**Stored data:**
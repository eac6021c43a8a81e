use std::sync::Arc;
use std::time::Duration;

use thiserror::Error;
use tokio_util::sync::CancellationToken;

pub mod backend;
pub mod checker;
pub mod config_file;
pub mod db;
pub mod links;
pub mod matching;
pub mod rate_limit;
pub mod text_utils;

// Re-export for convenience
pub use backend::{BackendError, SpanSource};
pub use db::{CandidateSource, SourceError};
pub use links::LinkCheck;
pub use matching::{MatchOutcome, TitleMatchMode, match_candidates};
pub use rate_limit::RateLimiters;

/// Axis-aligned rectangle in page coordinates. `top < bottom` (y grows downward).
#[derive(Debug, Clone, Copy, PartialEq)]
pub struct BoundingBox {
    pub left: f32,
    pub top: f32,
    pub right: f32,
    pub bottom: f32,
}

impl BoundingBox {
    pub fn new(left: f32, top: f32, right: f32, bottom: f32) -> Self {
        Self {
            left,
            top,
            right,
            bottom,
        }
    }

    /// True when the two boxes share some vertical extent, i.e. they sit on
    /// the same visual line.
    pub fn overlaps_vertically(&self, other: &BoundingBox) -> bool {
        self.top < other.bottom && self.bottom > other.top
    }
}

/// A positioned fragment of page text as produced by the PDF extractor.
#[derive(Debug, Clone, PartialEq)]
pub struct TextSpan {
    pub text: String,
    pub bbox: BoundingBox,
}

impl TextSpan {
    pub fn new(text: impl Into<String>, bbox: BoundingBox) -> Self {
        Self {
            text: text.into(),
            bbox,
        }
    }
}

/// Fields recovered from one sanitized reference string.
///
/// `year`, when present, lies in `(current_year - 100, current_year]`.
#[derive(Debug, Clone, Default, PartialEq, Eq)]
pub struct ParsedReference {
    /// Author last names in citation order, diacritics stripped.
    pub authors: Vec<String>,
    pub title: String,
    pub year: Option<i32>,
    /// Text following the title (venue, pages, year, ...).
    pub remainder: String,
}

/// A reference extracted from a document, ready to be checked.
#[derive(Debug, Clone)]
pub struct Reference {
    /// Sanitized reference text, starting with its `[n]` marker.
    pub raw_citation: String,
    pub parsed: ParsedReference,
    pub links: Vec<String>,
    /// 1-based position in the document's reference list.
    pub original_number: usize,
}

/// A bibliographic record returned by an external search.
#[derive(Debug, Clone, PartialEq)]
pub struct BibliographicCandidate {
    pub title: String,
    pub year: Option<i32>,
    /// Display names as returned by the source.
    pub authors: Vec<String>,
    pub venue: Option<String>,
    /// Retracted (journal record) or withdrawn (preprint).
    pub is_retracted: bool,
    /// Name of the source that produced this candidate.
    pub source: String,
}

impl BibliographicCandidate {
    /// Flagged retracted by the source, or carrying a retraction notice in its title.
    pub fn looks_retracted(&self) -> bool {
        self.is_retracted || self.title.to_lowercase().contains("retracted")
    }
}

/// Outcome tag attached to a checked reference.
#[derive(Debug, Clone, Copy, PartialEq, Eq, Hash)]
pub enum FindingKind {
    /// No candidate passed the title filter.
    NotFound,
    FoundRetracted,
    FoundYearMismatch,
    FoundAuthorsMissing,
    /// At least one link in the reference did not resolve.
    InvalidLink,
    /// Neither title text nor links: nothing to verify.
    Bogus,
}

impl FindingKind {
    pub fn label(&self) -> &'static str {
        match self {
            FindingKind::NotFound => "NOT FOUND",
            FindingKind::FoundRetracted => "RETRACTED",
            FindingKind::FoundYearMismatch => "YEAR MISMATCH",
            FindingKind::FoundAuthorsMissing => "AUTHORS MISSING",
            FindingKind::InvalidLink => "INVALID LINK",
            FindingKind::Bogus => "BOGUS",
        }
    }
}

#[derive(Debug, Clone, PartialEq, Eq)]
pub struct Finding {
    pub kind: FindingKind,
    pub message: String,
}

impl Finding {
    pub fn new(kind: FindingKind, message: impl Into<String>) -> Self {
        Self {
            kind,
            message: message.into(),
        }
    }
}

/// The result of checking a single reference.
#[derive(Debug, Clone)]
pub struct ReferenceReport {
    pub reference: Reference,
    pub link_checks: Vec<LinkCheck>,
    /// Whether external sources were consulted for this reference.
    pub searched: bool,
    /// The candidate whose comparison produced the final outcome.
    pub matched: Option<BibliographicCandidate>,
    pub candidates_seen: usize,
    /// `(source, error)` for every source query that failed.
    pub source_errors: Vec<(String, String)>,
    pub findings: Vec<Finding>,
}

impl ReferenceReport {
    pub fn is_clean(&self) -> bool {
        self.findings.is_empty()
    }

    pub fn has(&self, kind: FindingKind) -> bool {
        self.findings.iter().any(|f| f.kind == kind)
    }
}

/// Progress events emitted during checking.
#[derive(Debug, Clone)]
pub enum ProgressEvent {
    Checking {
        index: usize,
        total: usize,
        title: String,
    },
    Result {
        index: usize,
        total: usize,
        report: Box<ReferenceReport>,
    },
    SourceFailed {
        index: usize,
        source: String,
        message: String,
    },
}

/// Summary counts for a checked document.
#[derive(Debug, Clone, Default, PartialEq, Eq)]
pub struct CheckStats {
    pub total: usize,
    pub clean: usize,
    pub not_found: usize,
    pub retracted: usize,
    pub year_mismatch: usize,
    pub authors_missing: usize,
    pub invalid_link: usize,
    pub bogus: usize,
}

impl CheckStats {
    pub fn from_reports(reports: &[ReferenceReport]) -> Self {
        let mut stats = CheckStats {
            total: reports.len(),
            ..Default::default()
        };
        for report in reports {
            if report.is_clean() {
                stats.clean += 1;
            }
            for finding in &report.findings {
                match finding.kind {
                    FindingKind::NotFound => stats.not_found += 1,
                    FindingKind::FoundRetracted => stats.retracted += 1,
                    FindingKind::FoundYearMismatch => stats.year_mismatch += 1,
                    FindingKind::FoundAuthorsMissing => stats.authors_missing += 1,
                    FindingKind::InvalidLink => stats.invalid_link += 1,
                    FindingKind::Bogus => stats.bogus += 1,
                }
            }
        }
        stats
    }

    pub fn problems(&self) -> usize {
        self.total - self.clean
    }
}

#[derive(Error, Debug)]
pub enum CoreError {
    #[error("HTTP client error: {0}")]
    Http(#[from] reqwest::Error),
    #[error("configuration error: {0}")]
    Config(#[from] config_file::ConfigError),
}

/// Names of the built-in bibliographic sources.
pub const OPENALEX: &str = "OpenAlex";
pub const ARXIV: &str = "arXiv";

/// Configuration for the reference checker.
#[derive(Clone)]
pub struct Config {
    pub openalex_key: Option<String>,
    /// Contact address sent to OpenAlex (polite pool) and in the User-Agent.
    pub mailto: Option<String>,
    /// Source names (case-insensitive) that must not be queried.
    pub disabled_sources: Vec<String>,
    pub search_timeout_secs: u64,
    pub link_timeout_secs: u64,
    pub max_concurrent_refs: usize,
    pub title_match: TitleMatchMode,
    /// Only validate links; never query bibliographic sources.
    pub links_only: bool,
    pub rate_limiters: Arc<RateLimiters>,
    /// Overrides the built-in source list when set.
    pub sources: Option<Vec<Arc<dyn CandidateSource>>>,
}

impl std::fmt::Debug for Config {
    fn fmt(&self, f: &mut std::fmt::Formatter<'_>) -> std::fmt::Result {
        f.debug_struct("Config")
            .field("openalex_key", &self.openalex_key.as_ref().map(|_| "***"))
            .field("mailto", &self.mailto)
            .field("disabled_sources", &self.disabled_sources)
            .field("search_timeout_secs", &self.search_timeout_secs)
            .field("link_timeout_secs", &self.link_timeout_secs)
            .field("max_concurrent_refs", &self.max_concurrent_refs)
            .field("title_match", &self.title_match)
            .field("links_only", &self.links_only)
            .field(
                "sources",
                &self
                    .sources
                    .as_ref()
                    .map(|s| s.iter().map(|src| src.name().to_string()).collect::<Vec<_>>()),
            )
            .finish()
    }
}

impl Default for Config {
    fn default() -> Self {
        Self {
            openalex_key: None,
            mailto: None,
            disabled_sources: vec![],
            search_timeout_secs: 10,
            link_timeout_secs: 10,
            max_concurrent_refs: 4,
            title_match: TitleMatchMode::Normalized,
            links_only: false,
            rate_limiters: Arc::new(RateLimiters::default()),
            sources: None,
        }
    }
}

impl Config {
    pub fn search_timeout(&self) -> Duration {
        Duration::from_secs(self.search_timeout_secs)
    }

    pub fn link_timeout(&self) -> Duration {
        Duration::from_secs(self.link_timeout_secs)
    }

    pub fn is_source_enabled(&self, name: &str) -> bool {
        !self
            .disabled_sources
            .iter()
            .any(|d| d.eq_ignore_ascii_case(name))
    }

    /// The sources to query, primary first.
    pub fn build_sources(&self) -> Vec<Arc<dyn CandidateSource>> {
        let all: Vec<Arc<dyn CandidateSource>> = match &self.sources {
            Some(custom) => custom.clone(),
            None => vec![
                Arc::new(db::openalex::OpenAlex {
                    api_key: self.openalex_key.clone(),
                    mailto: self.mailto.clone(),
                }),
                Arc::new(db::arxiv::Arxiv),
            ],
        };
        all.into_iter()
            .filter(|s| self.is_source_enabled(s.name()))
            .collect()
    }
}

/// Check a list of references against links and bibliographic sources.
///
/// References are checked concurrently (bounded by `max_concurrent_refs`)
/// and results come back in input order. Cancelling stops references that
/// have not finished; reports already produced are returned.
pub async fn check_references(
    refs: Vec<Reference>,
    config: Config,
    progress: impl Fn(ProgressEvent) + Send + Sync + 'static,
    cancel: CancellationToken,
) -> Result<Vec<ReferenceReport>, CoreError> {
    checker::check_references(refs, config, progress, cancel).await
}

**Problem description:**
Search the entries above for the word "PartialEq", and copy every line where it occurs.

**Output of the task:**
#[derive(Debug, Clone, Copy, PartialEq)]
#[derive(Debug, Clone, PartialEq)]
#[derive(Debug, Clone, Default, PartialEq, Eq)]
#[derive(Debug, Clone, PartialEq)]
#[derive(Debug, Clone, Copy, PartialEq, Eq, Hash)]
#[derive(Debug, Clone, PartialEq, Eq)]
#[derive(Debug, Clone, Default, PartialEq, Eq)]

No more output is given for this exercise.